Observem-se os seguintes exemplos:
V. ACONTECER
(1) Aconteceu uma tragédia.
(2) Aconteceram várias tragédias.
(3) Aconteceu que ela abandonou os filhos.
O v. acontecer é um verbo de um lugar, i.e., seleciona apenas um argumento, o qual desempenha a função de sujeito (veja-se a concordância em 2). Este pode ser nominal (cf.1 e 2) ou frásico (3).
V. HAVER
(4) Houve uma tragédia.
(5) Houve várias tragédias.
(6) * Houve que …
O v. haver é um verbo de um lugar, i.e., seleciona apenas um argumento, o qual desempenha a função de compl. direto. Este só pode ser nominal (cf. 4 e 5) e nunca frásico (cf. *6).
V. PARECER
(7) Esses homens parecem felizes.
(8) Esses homens parecem magnatas.
(9) Parece que esses homens são magnatas.
(10) Esses homens parece que são magnatas.
O v. parecer é, SEM DÚVIDA, um verbo de DOIS lugares, i.e., seleciona DOIS argumentos.
Enquanto v. copulativo, o 2.º argumento desempenha a função de predicativo do sujeito – que pode ser um adjetivo (cf. 7) ou um nome (cf.8).

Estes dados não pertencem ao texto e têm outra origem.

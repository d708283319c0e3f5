// Copyright (c) Microsoft Corporation.
// Licensed under the MIT License.

//! The blocking single-call engine.

use std::borrow::Cow;

use memoria_storage::{CacheOptions, SyncStorage};

use crate::{
    CacheSwitch,
    key::{CallSite, JsonKeyStrategy, SyncKeyStrategy},
};

/// A blocking operation memoized through a [`SyncStorage`].
///
/// Same read, compute and write rules as [`Memoized`](crate::Memoized) but
/// without coalescing: concurrent callers on a cold key each run the operation.
///
/// # Examples
///
/// ```
/// use memoria::{MemoryStorage, SyncMemoized};
/// use std::convert::Infallible;
///
/// let lengths = SyncMemoized::builder(MemoryStorage::<usize>::new())
///     .owner("Text")
///     .operation("len")
///     .build(|(text,): (String,)| Ok::<_, Infallible>(Some(text.len())));
///
/// assert_eq!(lengths.call(("four".to_string(),)), Ok(Some(4)));
/// ```
pub struct SyncMemoized<S, F, KS = JsonKeyStrategy> {
    call_site: CallSite,
    storage: S,
    key_strategy: KS,
    options: CacheOptions,
    switch: CacheSwitch,
    operation: F,
}

impl SyncMemoized<(), ()> {
    /// Starts building an engine over `storage`.
    pub fn builder<S>(storage: S) -> SyncMemoizedBuilder<S> {
        SyncMemoizedBuilder::new(storage)
    }
}

impl<S, F, KS> std::fmt::Debug for SyncMemoized<S, F, KS>
where
    S: std::fmt::Debug,
{
    fn fmt(&self, f: &mut std::fmt::Formatter<'_>) -> std::fmt::Result {
        f.debug_struct("SyncMemoized")
            .field("call_site", &self.call_site)
            .field("storage", &self.storage)
            .field("options", &self.options)
            .field("switch", &self.switch)
            .finish_non_exhaustive()
    }
}

impl<S, F, KS> SyncMemoized<S, F, KS> {
    /// Returns the identity used for key derivation and logging.
    pub fn call_site(&self) -> &CallSite {
        &self.call_site
    }

    /// Returns the storage this engine reads from and writes to.
    pub fn storage(&self) -> &S {
        &self.storage
    }

    /// Runs the memoized operation for `args`.
    ///
    /// # Errors
    ///
    /// Returns the operation's error unchanged when it had to run and failed.
    pub fn call<A, V, E>(&self, args: A) -> Result<Option<V>, E>
    where
        F: Fn(A) -> Result<Option<V>, E>,
        S: SyncStorage<V>,
        V: Clone,
        KS: SyncKeyStrategy<A>,
    {
        if self.switch.is_disabled() {
            tracing::debug!(
                cache.owner = self.call_site.owner(),
                cache.operation = self.call_site.operation(),
                "caching disabled, calling through"
            );
            return (self.operation)(args);
        }

        let Some(key) = self.key_strategy.key(&self.call_site, &args) else {
            tracing::debug!(
                cache.owner = self.call_site.owner(),
                cache.operation = self.call_site.operation(),
                "no cache key, calling through"
            );
            return (self.operation)(args);
        };

        match self.storage.get(&key) {
            Ok(Some(value)) => return Ok(Some(value)),
            Ok(None) => {}
            Err(error) => tracing::warn!(
                cache.owner = self.call_site.owner(),
                cache.operation = self.call_site.operation(),
                cache.key = %key,
                error = %error,
                "reading from cache failed, treating as miss"
            ),
        }

        let result = (self.operation)(args)?;

        if let Some(value) = &result
            && let Err(error) = self.storage.set_with(&key, Some(value.clone()), &self.options)
        {
            tracing::warn!(
                cache.owner = self.call_site.owner(),
                cache.operation = self.call_site.operation(),
                cache.key = %key,
                error = %error,
                "writing result to cache failed"
            );
        }

        Ok(result)
    }
}

/// Builder for [`SyncMemoized`].
#[derive(Debug)]
pub struct SyncMemoizedBuilder<S, KS = JsonKeyStrategy> {
    call_site: CallSite,
    storage: S,
    key_strategy: KS,
    options: CacheOptions,
    switch: CacheSwitch,
}

impl<S> SyncMemoizedBuilder<S> {
    /// Creates a builder with the default key strategy, options and switch.
    pub fn new(storage: S) -> Self {
        Self {
            call_site: CallSite::default(),
            storage,
            key_strategy: JsonKeyStrategy,
            options: CacheOptions::default(),
            switch: CacheSwitch::default(),
        }
    }
}

impl<S, KS> SyncMemoizedBuilder<S, KS> {
    /// Sets the owner identity used in keys and logs.
    #[must_use]
    pub fn owner(mut self, owner: impl Into<Cow<'static, str>>) -> Self {
        self.call_site.set_owner(owner.into());
        self
    }

    /// Sets the operation identity used in keys and logs.
    #[must_use]
    pub fn operation(mut self, operation: impl Into<Cow<'static, str>>) -> Self {
        self.call_site.set_operation(operation.into());
        self
    }

    /// Sets the options passed with every write.
    #[must_use]
    pub fn options(mut self, options: CacheOptions) -> Self {
        self.options = options;
        self
    }

    /// Sets the on/off switch.
    #[must_use]
    pub fn switch(mut self, switch: CacheSwitch) -> Self {
        self.switch = switch;
        self
    }

    /// Replaces the key strategy.
    pub fn key_strategy<K>(self, key_strategy: K) -> SyncMemoizedBuilder<S, K> {
        SyncMemoizedBuilder {
            call_site: self.call_site,
            storage: self.storage,
            key_strategy,
            options: self.options,
            switch: self.switch,
        }
    }

    /// Wraps `operation`.
    pub fn build<F>(self, operation: F) -> SyncMemoized<S, F, KS> {
        SyncMemoized {
            call_site: self.call_site,
            storage: self.storage,
            key_strategy: self.key_strategy,
            options: self.options,
            switch: self.switch,
            operation,
        }
    }
}
// Copyright (c) Microsoft Corporation.
// Licensed under the MIT License.

/// Failure of a multi-tier call.
///
/// `E` is the wrapped operation's own error type.
#[derive(Debug, thiserror::Error)]
pub enum MultiError<E> {
    /// The wrapped operation failed. Nothing was written back.
    #[error("operation failed: {0}")]
    Operation(#[source] E),

    /// The wrapped operation returned a different number of results than it
    /// was given items. Nothing was written back.
    #[error("input and output have different sizes: expected {expected}, got {actual}")]
    LengthMismatch {
        /// Number of items passed to the operation.
        expected: usize,
        /// Number of results the operation returned.
        actual: usize,
    },

    /// Writing to a tier failed and no write-error listener was configured.
    #[error("writing to a cache tier failed")]
    Storage(#[source] memoria_storage::Error),
}

impl<E> MultiError<E> {
    /// Returns the operation's own error, if that is what failed.
    pub fn into_operation(self) -> Option<E> {
        match self {
            Self::Operation(error) => Some(error),
            _ => None,
        }
    }
}
// Copyright (c) Microsoft Corporation.
// Licensed under the MIT License.

#![cfg_attr(coverage_nightly, feature(coverage_attribute))]
#![cfg_attr(docsrs, feature(doc_cfg))]

//! In-process storage backed by moka.
//!
//! This crate provides [`MemoryStorage`], a concurrent in-memory storage that
//! implements every `memoria_storage` port: [`Storage`](memoria_storage::Storage),
//! [`BatchStorage`](memoria_storage::BatchStorage) and
//! [`SyncStorage`](memoria_storage::SyncStorage). Use [`MemoryStorageBuilder`]
//! to bound it by entry count or maximum age without exposing moka types.
//!
//! Values are stored as-is and handed back as clones, so storing an `Arc<T>`
//! gives callers the same allocation on every hit.
//!
//! # Quick Start
//!
//! ```
//! use memoria_memory::MemoryStorage;
//! use memoria_storage::Storage;
//! use std::time::Duration;
//!
//! # futures::executor::block_on(async {
//! let storage = MemoryStorage::<i32>::builder()
//!     .max_capacity(1000)
//!     .time_to_live(Duration::from_secs(300))
//!     .build();
//!
//! storage.set("key", Some(42)).await.unwrap();
//! assert_eq!(storage.get("key").await.unwrap(), Some(42));
//! # });
//! ```

pub mod builder;
pub mod storage;

#[doc(inline)]
pub use builder::MemoryStorageBuilder;
#[doc(inline)]
pub use storage::MemoryStorage;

Enquanto v. transitivo, o 2.º argumento é oracional (cf. 9 e 10).
Quando comunicamos, nós, falantes, limitamo-nos a fazer uma coisa: dizer alguma coisa acerca de alguém/alguma coisa. Em linguagem sintática, refiro-me às duas funções sintáticas nucleares – o sujeito e o predicado, sem as quais não temos uma frase.
Ora, nas estruturas com o v. parecer copulativo, o predicado é [parecem felizes/magnatas]. É esta a informação nova que dizemos sobre o sujeito [esses homens].
Nas estruturas transitivas, com uma oração completiva, o predicado é [parece que esses homens são magnatas]. É esta a informação nova que dizemos sobre um sujeito nulo (cf. 9).
A presença do SN [esses homens] em (10), na posição típica do sujeito, justifica-se porque esse constituinte sofreu uma deslocação (ou elevação, noutra terminologia linguística) do constituinte onde foi gerado – o complemento direto – no qual era sujeito da oração completiva. Repare-se que o mesmo não desencadeia a concordância verbal com o v. parecer.
Por estes argumentos, a oração «que estou ouvindo a S. Mateus» desempenha, do meu ponto de vista, a função sintática de complemento direto.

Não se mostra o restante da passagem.